■ WHAT TO DO ■
Whenever a line below includes the word "impl", copy that line.
=-=-=
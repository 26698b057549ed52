//! Dependency inventory from the project manifest.
//!
//! Supported manifests: `package.json`, `Cargo.toml`, `pyproject.toml`
//! (PEP 621) and `go.mod`. When `dependency.outdated_command` is configured
//! the command runs in the project directory and its JSON output (an object
//! keyed by package name, as printed by `npm outdated --json`) lists the
//! outdated packages.

use anyhow::{bail, Context};
use serde::{Deserialize, Serialize};
use std::path::Path;
use std::time::Duration;
use tokio::process::Command;
use tracing::debug;

use crate::workspace::ManifestKind;

use super::{Analyzer, AnalyzerData, ScanContext, DEPENDENCY};

/// Upper bound on the external outdated check.
const OUTDATED_TIMEOUT: Duration = Duration::from_secs(120);

/// One declared dependency.
#[derive(Debug, Clone, PartialEq, Eq, Serialize, Deserialize)]
#[serde(rename_all = "camelCase")]
pub struct DependencyEntry {
    pub name: String,
    /// Version requirement as written, empty when none is given
    pub version: String,
    pub dev: bool,
}

impl DependencyEntry {
    fn new(name: impl Into<String>, version: impl Into<String>, dev: bool) -> Self {
        Self {
            name: name.into(),
            version: version.into(),
            dev,
        }
    }

    /// Whether the requirement accepts any version.
    pub fn is_unpinned(&self) -> bool {
        matches!(self.version.trim(), "" | "*" | "latest" | "x" | "next")
    }
}

/// Payload produced by the dependency analyzer.
#[derive(Debug, Clone, Default, Serialize, Deserialize)]
#[serde(rename_all = "camelCase")]
pub struct DependencyData {
    pub manifest: String,
    pub dependencies: Vec<DependencyEntry>,
    pub outdated: Vec<String>,
    /// Whether an outdated check ran
    pub outdated_checked: bool,
    pub max_dependencies: usize,
}

impl DependencyData {
    pub fn direct_count(&self) -> usize {
        self.dependencies.iter().filter(|d| !d.dev).count()
    }

    pub fn dev_count(&self) -> usize {
        self.dependencies.iter().filter(|d| d.dev).count()
    }

    pub fn unpinned(&self) -> impl Iterator<Item = &DependencyEntry> {
        self.dependencies.iter().filter(|d| d.is_unpinned())
    }
}

/// Read declared dependencies from a manifest.
pub fn read_manifest(kind: ManifestKind, content: &str) -> anyhow::Result<Vec<DependencyEntry>> {
    match kind {
        ManifestKind::PackageJson => parse_package_json(content),
        ManifestKind::CargoToml => parse_cargo_toml(content),
        ManifestKind::PyProject => parse_pyproject(content),
        ManifestKind::GoMod => Ok(parse_go_mod(content)),
        ManifestKind::ProjectJson => bail!("project.json does not declare dependencies"),
    }
}

fn parse_package_json(content: &str) -> anyhow::Result<Vec<DependencyEntry>> {
    let json: serde_json::Value = serde_json::from_str(content).context("invalid package.json")?;
    let mut deps = Vec::new();

    for (section, dev) in [
        ("dependencies", false),
        ("peerDependencies", false),
        ("devDependencies", true),
    ] {
        if let Some(map) = json.get(section).and_then(|v| v.as_object()) {
            for (name, version) in map {
                deps.push(DependencyEntry::new(
                    name.clone(),
                    version.as_str().unwrap_or_default(),
                    dev,
                ));
            }
        }
    }

    Ok(deps)
}

fn parse_cargo_toml(content: &str) -> anyhow::Result<Vec<DependencyEntry>> {
    let table: toml::Table = content.parse().context("invalid Cargo.toml")?;
    let mut deps = Vec::new();

    for (section, dev) in [
        ("dependencies", false),
        ("build-dependencies", false),
        ("dev-dependencies", true),
    ] {
        let Some(entries) = table.get(section).and_then(|v| v.as_table()) else {
            continue;
        };
        for (name, entry) in entries {
            let version = match entry {
                toml::Value::String(v) => v.clone(),
                toml::Value::Table(t) => {
                    if let Some(v) = t.get("version").and_then(|v| v.as_str()) {
                        v.to_string()
                    } else if t.contains_key("path") || t.contains_key("git") || t.contains_key("workspace") {
                        // pinned by location rather than version
                        "local".to_string()
                    } else {
                        String::new()
                    }
                }
                _ => String::new(),
            };
            deps.push(DependencyEntry::new(name.clone(), version, dev));
        }
    }

    Ok(deps)
}

fn parse_pyproject(content: &str) -> anyhow::Result<Vec<DependencyEntry>> {
    let table: toml::Table = content.parse().context("invalid pyproject.toml")?;
    let requirements = table
        .get("project")
        .and_then(|p| p.get("dependencies"))
        .and_then(|d| d.as_array())
        .cloned()
        .unwrap_or_default();

    Ok(requirements
        .iter()
        .filter_map(|r| r.as_str())
        .map(|req| {
            let split = req
                .find(|c: char| "<>=!~;[ ".contains(c))
                .unwrap_or(req.len());
            let (name, version) = req.split_at(split);
            DependencyEntry::new(name.trim(), version.trim(), false)
        })
        .collect())
}

fn parse_go_mod(content: &str) -> Vec<DependencyEntry> {
    let mut deps = Vec::new();
    let mut in_block = false;

    for line in content.lines() {
        let line = line.split("//").next().unwrap_or("").trim();
        if line == "require (" {
            in_block = true;
            continue;
        }
        if in_block && line == ")" {
            in_block = false;
            continue;
        }
        let requirement = if in_block {
            line
        } else if let Some(rest) = line.strip_prefix("require ") {
            rest.trim()
        } else {
            continue;
        };
        let mut parts = requirement.split_whitespace();
        if let (Some(name), Some(version)) = (parts.next(), parts.next()) {
            deps.push(DependencyEntry::new(name, version, false));
        }
    }

    deps
}

/// Run the configured outdated check and collect package names.
///
/// The child is killed if it outlives `timeout`.
async fn run_outdated_command(
    argv: &[String],
    dir: &Path,
    timeout: Duration,
) -> anyhow::Result<Vec<String>> {
    let (program, args) = argv
        .split_first()
        .context("outdated_command is empty")?;

    debug!("running {:?} in {}", argv, dir.display());
    let output = tokio::time::timeout(
        timeout,
        Command::new(program)
            .args(args)
            .current_dir(dir)
            .kill_on_drop(true)
            .output(),
    )
    .await
    .with_context(|| format!("{} timed out after {:?}", program, timeout))?
    .with_context(|| format!("failed to run {}", program))?;

    let stdout = String::from_utf8_lossy(&output.stdout);
    if stdout.trim().is_empty() {
        if output.status.success() {
            return Ok(Vec::new());
        }
        bail!(
            "{} exited with {}: {}",
            program,
            output.status,
            String::from_utf8_lossy(&output.stderr).trim()
        );
    }

    // npm exits non-zero when anything is outdated, so parseable output wins
    match serde_json::from_str::<serde_json::Value>(&stdout) {
        Ok(serde_json::Value::Object(map)) => {
            let mut names: Vec<String> = map.keys().cloned().collect();
            names.sort();
            Ok(names)
        }
        Ok(_) => bail!("{} did not print a JSON object", program),
        Err(e) if output.status.success() => bail!("{} printed invalid JSON: {}", program, e),
        Err(_) => bail!(
            "{} exited with {}: {}",
            program,
            output.status,
            String::from_utf8_lossy(&output.stderr).trim()
        ),
    }
}

pub struct DependencyAnalyzer;

#[async_trait::async_trait]
impl Analyzer for DependencyAnalyzer {
    fn name(&self) -> &'static str {
        DEPENDENCY
    }

    async fn analyze(&self, ctx: &ScanContext) -> anyhow::Result<AnalyzerData> {
        let manifest = &ctx.metadata.manifest;
        let content = tokio::fs::read_to_string(manifest)
            .await
            .with_context(|| format!("cannot read {}", manifest.display()))?;
        let dependencies = read_manifest(ctx.metadata.manifest_kind, &content)?;

        let settings = &ctx.config.dependency;
        let (outdated, outdated_checked) = if settings.outdated_command.is_empty() {
            (Vec::new(), false)
        } else {
            (
                run_outdated_command(&settings.outdated_command, ctx.project_path(), OUTDATED_TIMEOUT)
                    .await?,
                true,
            )
        };

        Ok(AnalyzerData::Dependency(DependencyData {
            manifest: ctx.metadata.manifest_kind.file_name().to_string(),
            dependencies,
            outdated,
            outdated_checked,
            max_dependencies: settings.max_dependencies,
        }))
    }
}

#[cfg(test)]
mod tests {
    use super::*;
    use crate::analyzer::testing::{context_for, context_with_config};
    use crate::config::ScanConfig;
    use crate::workspace::ProjectKind;
    use std::path::PathBuf;
    use tempfile::TempDir;

    #[test]
    fn test_parse_package_json() {
        let deps = read_manifest(
            ManifestKind::PackageJson,
            r#"{
                "dependencies": {"react": "^18.2.0", "lodash": "*"},
                "devDependencies": {"vitest": "latest"}
            }"#,
        )
        .unwrap();

        assert_eq!(deps.len(), 3);
        let data = DependencyData {
            dependencies: deps,
            ..Default::default()
        };
        assert_eq!(data.direct_count(), 2);
        assert_eq!(data.dev_count(), 1);
        let mut unpinned: Vec<_> = data.unpinned().map(|d| d.name.as_str()).collect();
        unpinned.sort();
        assert_eq!(unpinned, vec!["lodash", "vitest"]);
    }

    #[test]
    fn test_parse_cargo_toml() {
        let deps = read_manifest(
            ManifestKind::CargoToml,
            r#"
[package]
name = "demo"

[dependencies]
serde = { version = "1.0", features = ["derive"] }
anyhow = "1"
local = { path = "../local" }
wild = "*"

[dev-dependencies]
tempfile = "3"
"#,
        )
        .unwrap();

        assert_eq!(deps.len(), 5);
        let wild = deps.iter().find(|d| d.name == "wild").unwrap();
        assert!(wild.is_unpinned());
        let local = deps.iter().find(|d| d.name == "local").unwrap();
        assert!(!local.is_unpinned());
        assert!(deps.iter().find(|d| d.name == "tempfile").unwrap().dev);
    }

    #[test]
    fn test_parse_pyproject_and_go_mod() {
        let py = read_manifest(
            ManifestKind::PyProject,
            "[project]\nname = \"svc\"\ndependencies = [\"requests>=2.31\", \"rich\"]\n",
        )
        .unwrap();
        assert_eq!(py[0], DependencyEntry::new("requests", ">=2.31", false));
        assert!(py[1].is_unpinned());

        let go = read_manifest(
            ManifestKind::GoMod,
            "module example.org/svc\n\nrequire github.com/pkg/errors v0.9.1\n\nrequire (\n\tgolang.org/x/sync v0.6.0 // indirect\n)\n",
        )
        .unwrap();
        assert_eq!(go.len(), 2);
        assert_eq!(go[1].name, "golang.org/x/sync");
        assert_eq!(go[1].version, "v0.6.0");
    }

    #[test]
    fn test_invalid_manifest_is_error() {
        assert!(read_manifest(ManifestKind::PackageJson, "{ not json").is_err());
        assert!(read_manifest(ManifestKind::ProjectJson, "{}").is_err());
    }

    #[tokio::test]
    async fn test_analyzer_reads_manifest() {
        let temp = TempDir::new().unwrap();
        std::fs::write(
            temp.path().join("package.json"),
            r#"{"dependencies": {"express": "4.18.2"}}"#,
        )
        .unwrap();

        let ctx = context_for(temp.path(), ProjectKind::Application);
        let result = DependencyAnalyzer.run(&ctx).await;
        assert!(result.success, "{:?}", result.errors);
        let Some(AnalyzerData::Dependency(data)) = result.data else {
            panic!("expected dependency payload");
        };
        assert_eq!(data.manifest, "package.json");
        assert_eq!(data.direct_count(), 1);
        assert!(!data.outdated_checked);
    }

    #[cfg(unix)]
    #[tokio::test]
    async fn test_outdated_command_output_is_consumed() {
        let temp = TempDir::new().unwrap();
        std::fs::write(temp.path().join("package.json"), r#"{"dependencies": {}}"#).unwrap();

        let mut config = ScanConfig::default();
        config.dependency.outdated_command = vec![
            "sh".to_string(),
            "-c".to_string(),
            r#"echo '{"react": {}, "axios": {}}'; exit 1"#.to_string(),
        ];
        let ctx = context_with_config(temp.path(), ProjectKind::Application, config);

        let result = DependencyAnalyzer.run(&ctx).await;
        assert!(result.success, "{:?}", result.errors);
        let Some(AnalyzerData::Dependency(data)) = result.data else {
            panic!("expected dependency payload");
        };
        assert_eq!(data.outdated, vec!["axios", "react"]);
        assert!(data.outdated_checked);
    }

    #[cfg(target_os = "linux")]
    #[tokio::test]
    async fn test_hung_outdated_command_is_killed() {
        let temp = TempDir::new().unwrap();
        let pid_file = temp.path().join("tool.pid");
        let argv = vec![
            "sh".to_string(),
            "-c".to_string(),
            format!("echo $$ > {}; exec sleep 30", pid_file.display()),
        ];

        let err = run_outdated_command(&argv, temp.path(), Duration::from_millis(500))
            .await
            .unwrap_err();
        assert!(err.to_string().contains("timed out"), "{:#}", err);

        let pid = std::fs::read_to_string(&pid_file).unwrap().trim().to_string();
        let stat = PathBuf::from("/proc").join(&pid).join("stat");
        let mut alive = true;
        for _ in 0..50 {
            // a killed child is either reaped or left as a zombie
            alive = match std::fs::read_to_string(&stat) {
                Ok(content) => !content.contains(") Z"),
                Err(_) => false,
            };
            if !alive {
                break;
            }
            tokio::time::sleep(Duration::from_millis(50)).await;
        }
        assert!(!alive, "outdated command {} still running", pid);
    }

    #[cfg(unix)]
    #[tokio::test]
    async fn test_failing_tool_marks_analyzer_unavailable() {
        let temp = TempDir::new().unwrap();
        std::fs::write(temp.path().join("package.json"), "{}").unwrap();

        let mut config = ScanConfig::default();
        config.dependency.outdated_command =
            vec!["sh".to_string(), "-c".to_string(), "echo boom >&2; exit 3".to_string()];
        let ctx = context_with_config(temp.path(), ProjectKind::Application, config);

        let result = DependencyAnalyzer.run(&ctx).await;
        assert!(!result.success);
        assert!(result.errors[0].contains("boom"));
    }
}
=-=-=
■ SOLUTION TO THE PROBLEM ■
impl DependencyEntry {
    fn new(name: impl Into<String>, version: impl Into<String>, dev: bool) -> Self {
impl DependencyData {
    pub fn unpinned(&self) -> impl Iterator<Item = &DependencyEntry> {
impl Analyzer for DependencyAnalyzer {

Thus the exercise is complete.